* _WHAT IS BEING ASKED_
Using the listing below, count every line that contains the word "STANDARD"; respond with the count alone.
········
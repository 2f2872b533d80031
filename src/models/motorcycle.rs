use chrono::{DateTime, Utc};
use serde::{Deserialize, Serialize};
use sqlx::types::Json;
use uuid::Uuid;

use super::{ListingCondition, ListingImage, ListingStatus, TransactionType};

#[derive(Debug, Clone, sqlx::FromRow, Serialize, Deserialize)]
pub struct Motorcycle {
    pub id: Uuid,
    pub agency_id: Uuid,
    pub brand: String,
    pub model: String,
    pub year: i32,
    pub condition: ListingCondition,
    pub transaction_type: TransactionType,
    pub price: f64,
    pub mileage: Option<i32>,
    pub color: Option<String>,
    pub category: Option<String>,
    pub displacement: Option<i32>,
    pub power: Option<i32>,
    pub registration_plate: Option<String>,
    pub description: Option<String>,
    pub features: Vec<String>,
    pub status: ListingStatus,
    pub images: Json<Vec<ListingImage>>,
    pub created_at: DateTime<Utc>,
    pub updated_at: DateTime<Utc>,
}
pub mod form;
pub mod storage;

pub use form::{FilePart, FormPayload};
pub use storage::{ImageKind, ImageStore};
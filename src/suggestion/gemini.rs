use std::time::Duration;

use async_trait::async_trait;
use base64::Engine;
use base64::engine::general_purpose::STANDARD;
use bytes::Bytes;
use serde_json::{Value, json};

use super::{VisionError, VisionModel};
use crate::config::GeminiConfig;

/// Google Gemini `generateContent` with an inline image part.
pub struct GeminiVision {
    client: reqwest::Client,
    api_key: String,
    model: String,
    base_url: String,
}

impl GeminiVision {
    /// `request_timeout` bounds the HTTP call itself, independently of how long
    /// a caller is willing to wait for it.
    pub fn new(config: &GeminiConfig, request_timeout: Duration) -> Result<Self, String> {
        let client = reqwest::Client::builder()
            .timeout(request_timeout)
            .build()
            .map_err(|e| format!("Failed to build HTTP client: {e}"))?;

        Ok(Self {
            client,
            api_key: config.api_key.clone(),
            model: config.model.clone(),
            base_url: config.base_url.trim_end_matches('/').to_string(),
        })
    }

    fn endpoint(&self) -> String {
        format!("{}/models/{}:generateContent", self.base_url, self.model)
    }
}

pub fn request_body(prompt: &str, image: &[u8], mime_type: &str) -> Value {
    json!({
        "contents": [{
            "parts": [
                { "text": prompt },
                { "inline_data": { "mime_type": mime_type, "data": STANDARD.encode(image) } }
            ]
        }],
        "generationConfig": {
            "responseMimeType": "application/json",
            "temperature": 0.2
        }
    })
}

/// Concatenate the text parts of the first candidate.
pub fn reply_text(response: &Value) -> Option<String> {
    let parts = response
        .get("candidates")?
        .get(0)?
        .get("content")?
        .get("parts")?
        .as_array()?;
    let text: String = parts
        .iter()
        .filter_map(|p| p.get("text").and_then(Value::as_str))
        .collect();
    (!text.trim().is_empty()).then_some(text)
}

#[async_trait]
impl VisionModel for GeminiVision {
    fn name(&self) -> &str {
        &self.model
    }

    async fn describe(
        &self,
        prompt: &str,
        image: Bytes,
        mime_type: &'static str,
    ) -> Result<String, VisionError> {
        let resp = self
            .client
            .post(self.endpoint())
            .header("x-goog-api-key", &self.api_key)
            .json(&request_body(prompt, &image, mime_type))
            .send()
            .await
            .map_err(|e| VisionError::Upstream(format!("request failed: {e}")))?;

        let status = resp.status();
        if !status.is_success() {
            let body = resp
                .text()
                .await
                .unwrap_or_default()
                .chars()
                .take(512)
                .collect::<String>();
            return Err(VisionError::Upstream(format!("HTTP {status}: {body}")));
        }

        let payload: Value = resp
            .json()
            .await
            .map_err(|e| VisionError::Malformed(format!("response is not JSON: {e}")))?;

        reply_text(&payload)
            .ok_or_else(|| VisionError::Malformed("response has no text part".to_string()))
    }
}
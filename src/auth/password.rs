use argon2::password_hash::rand_core::OsRng;
use argon2::password_hash::{PasswordHash, PasswordHasher, PasswordVerifier, SaltString};
use argon2::{Algorithm, Argon2, Params, Version};

pub const MIN_LENGTH: usize = 8;

/// Argon2id, 19 MiB memory, 2 passes, 1 lane.
fn hasher() -> Result<Argon2<'static>, String> {
    let params = Params::new(19 * 1024, 2, 1, None).map_err(|e| format!("Invalid params: {e}"))?;
    Ok(Argon2::new(Algorithm::Argon2id, Version::V0x13, params))
}

pub fn check_length(password: &str) -> Result<(), String> {
    if password.chars().count() < MIN_LENGTH {
        Err(format!("Password must be at least {MIN_LENGTH} characters"))
    } else {
        Ok(())
    }
}

pub fn hash(password: &str) -> Result<String, String> {
    let salt = SaltString::generate(&mut OsRng);
    hasher()?
        .hash_password(password.as_bytes(), &salt)
        .map(|h| h.to_string())
        .map_err(|e| format!("Hashing failed: {e}"))
}

/// Parameters are read back from the PHC string, so hashes made with older
/// settings still verify.
pub fn verify(password: &str, hash: &str) -> Result<bool, String> {
    let parsed = PasswordHash::new(hash).map_err(|e| format!("Invalid hash: {e}"))?;
    Ok(hasher()?
        .verify_password(password.as_bytes(), &parsed)
        .is_ok())
}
········
* _SOLUTION_
2